La semaine dernière, en carnaval complet, Donald Trump a célébré ses 52 premiers jours de mandat à 47 ans. Président des États-Unis avec un discours de près de deux heures avant le Congrès. Le texte du message semble élaboré par un scénariste de film hollywoodien très bien payé, aussi conservateur que le personnage qui le lisait devant les représentants et les sénateurs qui composent le Parlement Gringo.

Le ton du président qui – il dira et, plus encore, se souvient – Broke Lies Marks dans son premier mandat: plus de 25 000, selon le Washington Post, ont fait passer le public au passé, lors d’un voyage imaginaire qui, sûrement, a rendu les politiciens présents et la téléains aspira aux administrations de Theodore Roosevelt ou Ronald Reagan.

Eh bien, le monde, selon Donald, est plein d’ennemis à réduire, humilier et annuler; et des espaces qui doivent être vaincus par corruption, vol ou explosion. Chine, Canada, Mexique, les partenaires des BRICS, l’Union européenne entre dans le premier groupe; Et le Panama, le Groenland et, encore une fois, le Canada, ils s’installent dans la seconde.

Mais non seulement les sujets, les menaces, les attaques et les mesures punitives des États nationaux, que ce soit des satellites ou des rivaux du pays du propriétaire foncier hypothécaire, le locataire de la Maison Blanche pour la deuxième fois. Dans son discours, il a également lancé des fléchettes contre les immigrants – des cultures de tout -, des écologistes, des défenseurs de l’équité, de la diversité et de l’inclusion, à la fois dans le gouvernement fédéral et dans l’armée et dans le secteur privé.

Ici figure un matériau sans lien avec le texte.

use std::path::PathBuf;
use std::process::ExitCode;
use std::sync::Arc;

use clap::{Args, Parser, Subcommand};
use miette::IntoDiagnostic;
use tracing_subscriber::EnvFilter;

use openbis_mirror::app::App;
use openbis_mirror::cache::{CacheBackend, DiskCache, MemoryCache, QueryCache};
use openbis_mirror::config::{CacheMode, ConfigLoader, ResolvedConfig};
use openbis_mirror::domain::{ContainerId, EntityKind, LocalId, PermId};
use openbis_mirror::error::MirrorError;
use openbis_mirror::mirror::JsonStore;
use openbis_mirror::openbis::OpenbisHttpClient;
use openbis_mirror::output::{JsonOutput, OutputMode, StderrProgress, print_show_text};
use openbis_mirror::reconcile::ImportRequest;
use openbis_mirror::repository::EntityRepository;

#[derive(Parser)]
#[command(name = "openbis-mirror")]
#[command(about = "Read-only openBIS client with a query cache and local sample mirrors")]
#[command(version, author)]
struct Cli {
    /// Path to openbis-mirror.json (defaults to the working directory).
    #[arg(long, global = true)]
    config: Option<String>,

    #[arg(long, global = true)]
    json: bool,

    #[command(subcommand)]
    command: Commands,
}

#[derive(Subcommand)]
enum Commands {
    #[command(about = "Show one entity by permId")]
    Show(ShowArgs),
    #[command(about = "List every entity of a kind, newest first")]
    List(ListArgs),
    #[command(about = "Import datasets and samples into a container")]
    Import(ImportArgs),
    #[command(about = "Re-synchronize a sample mirror")]
    Refresh(MirrorArgs),
    #[command(about = "Check whether openBIS has a newer version of a sample mirror")]
    Stale(MirrorArgs),
    #[command(about = "Delete a sample mirror")]
    Destroy(MirrorArgs),
    #[command(about = "Delete every mirror of a container")]
    Wipe(ContainerArgs),
    #[command(about = "List the mirrors of a container")]
    Mirrors(ContainerArgs),
    #[command(about = "List the files of a dataset")]
    Files(FilesArgs),
    #[command(about = "Download one dataset file")]
    Download(DownloadArgs),
    #[command(about = "Manage the query cache")]
    Cache(CacheArgs),
}

#[derive(Args)]
struct ShowArgs {
    kind: EntityKind,
    perm_id: PermId,
    #[arg(long)]
    related: bool,
}

#[derive(Args)]
struct ListArgs {
    kind: EntityKind,
}

#[derive(Args)]
struct ImportArgs {
    container: String,
    #[arg(long = "dataset")]
    datasets: Vec<PermId>,
    #[arg(long = "sample")]
    samples: Vec<PermId>,
}

#[derive(Args)]
struct MirrorArgs {
    id: LocalId,
}

#[derive(Args)]
struct ContainerArgs {
    container: String,
}

#[derive(Args)]
struct FilesArgs {
    dataset: PermId,
}

#[derive(Args)]
struct DownloadArgs {
    dataset: PermId,
    path: String,
    #[arg(long, short)]
    output: PathBuf,
}

#[derive(Args)]
struct CacheArgs {
    #[command(subcommand)]
    command: CacheCommand,
}

#[derive(Subcommand)]
enum CacheCommand {
    #[command(about = "Drop every cached query result")]
    Clear,
}

fn main() -> ExitCode {
    if let Err(report) = run() {
        eprintln!("{report:?}");
        if let Some(error) = report.downcast_ref::<MirrorError>() {
            return ExitCode::from(map_exit_code(error));
        }
        return ExitCode::from(1);
    }
    ExitCode::SUCCESS
}

fn map_exit_code(error: &MirrorError) -> u8 {
    match error {
        MirrorError::EntityNotFound { .. }
        | MirrorError::MirrorNotFound(_)
        | MirrorError::MissingConfig => 2,
        MirrorError::TransientFetch(_)
        | MirrorError::QueryStatus { .. }
        | MirrorError::Transport(_) => 3,
        _ => 1,
    }
}

fn run() -> miette::Result<()> {
    tracing_subscriber::fmt()
        .with_env_filter(EnvFilter::from_default_env())
        .with_target(false)
        .with_writer(std::io::stderr)
        .init();

    let cli = Cli::parse();
    let output_mode = if cli.json {
        OutputMode::Json
    } else {
        OutputMode::Text
    };

    let resolved = ConfigLoader::resolve(cli.config.as_deref())?;
    let app = build_app(&resolved)?;
    let ctx = &resolved.connection;

    match cli.command {
        Commands::Show(args) => {
            let result = app.show(ctx, args.kind, &args.perm_id, args.related, &StderrProgress)?;
            let printed = match output_mode {
                OutputMode::Json => JsonOutput::print_show(&result),
                OutputMode::Text => print_show_text(&result),
            };
            printed.into_diagnostic()
        }
        Commands::List(args) => {
            let result = app.list(ctx, args.kind, &StderrProgress)?;
            match output_mode {
                OutputMode::Json => JsonOutput::print_list(&result).into_diagnostic(),
                OutputMode::Text => {
                    for entity in &result.entities {
                        println!(
                            "{}\t{}\t{}\t{}",
                            entity.perm_id,
                            entity.code,
                            entity.type_text,
                            entity.modified_at.to_rfc3339()
                        );
                    }
                    Ok(())
                }
            }
        }
        Commands::Import(args) => {
            let request = ImportRequest {
                datasets: args.datasets,
                samples: args.samples,
            };
            let container = ContainerId::new(args.container);
            let report = app.import(ctx, &container, &request, &StderrProgress)?;
            JsonOutput::print_import(&report).into_diagnostic()
        }
        Commands::Refresh(args) => {
            let mirror = app.refresh(ctx, args.id, &StderrProgress)?;
            JsonOutput::print_mirror(&mirror).into_diagnostic()
        }
        Commands::Stale(args) => {
            let result = app.check(ctx, args.id, &StderrProgress)?;
            JsonOutput::print_stale(&result).into_diagnostic()
        }
        Commands::Destroy(args) => {
            let mirror = app.destroy(args.id, &StderrProgress)?;
            JsonOutput::print_mirror(&mirror).into_diagnostic()
        }
        Commands::Wipe(args) => {
            let wipe = app.wipe(&ContainerId::new(args.container), &StderrProgress)?;
            JsonOutput::print_wipe(&wipe).into_diagnostic()
        }
        Commands::Mirrors(args) => {
            let result = app.mirrors(&ContainerId::new(args.container))?;
            JsonOutput::print_mirrors(&result).into_diagnostic()
        }
        Commands::Files(args) => {
            let result = app.files(ctx, &args.dataset, &StderrProgress)?;
            JsonOutput::print_files(&result).into_diagnostic()
        }
        Commands::Download(args) => {
            let result = app.download(
                ctx,
                &args.dataset,
                &args.path,
                &args.output,
                &StderrProgress,
            )?;
            JsonOutput::print_download(&result).into_diagnostic()
        }
        Commands::Cache(CacheArgs {
            command: CacheCommand::Clear,
        }) => {
            let result = app.clear_cache(&StderrProgress)?;
            JsonOutput::print_clear(&result).into_diagnostic()
        }
    }
}

fn build_app(resolved: &ResolvedConfig) -> Result<App<OpenbisHttpClient, JsonStore>, MirrorError> {
    let backend: Arc<dyn CacheBackend> = match resolved.cache {
        CacheMode::Memory => Arc::new(MemoryCache::default()),
        CacheMode::Disk => Arc::new(DiskCache::new()?),
    };
    let client = OpenbisHttpClient::new(resolved.timeout)?;
    let repo = EntityRepository::new(client, QueryCache::new(backend));
    Ok(App::new(repo, JsonStore::new()?))
}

Le département d’efficacité du gouvernement nouvellement créé, dirigé par le magnat sud-africain Elon Musk, sera responsable de l’application de la tronçonneuse (que la dépense du néo-fascisme argentin, Javier Milei) pour réduire la masse salariale du responsable américain. Cela a été clairement souligné dans son discours: « Tout bureaucrate fédéral qui résiste à ce changement sera rejeté immédiatement. Nous drainons le marécage. C’est très simple: les jours où ils ont jugé que les bureaucrates non choisis étaient terminés. » Il y a déjà des « boîtes heureuses » qui font la leur dans la CIA, le FBI et l’USAID.

Il serait bon de connaître l’opinion des chefs d’opposition de l’extrême droit créole, admirateur du Seigneur impérial, sur toutes ces questions. Il serait également utile de lire quelque chose à ce sujet dans les portails Web qui donnent tellement d’espace à ce qui reste de Vente Venezuela, de volonté populaire ou de première justice. Quoi qu’il en soit, quelle sera la position de ces politiciens et des médias qui ont reçu (ou recevoir) l’aide du Département d’État, de l’UE ou du Royaume-Uni, et qui sont présentés comme des défenseurs de presque tout ce qui nie maintenant leur nouveau maître?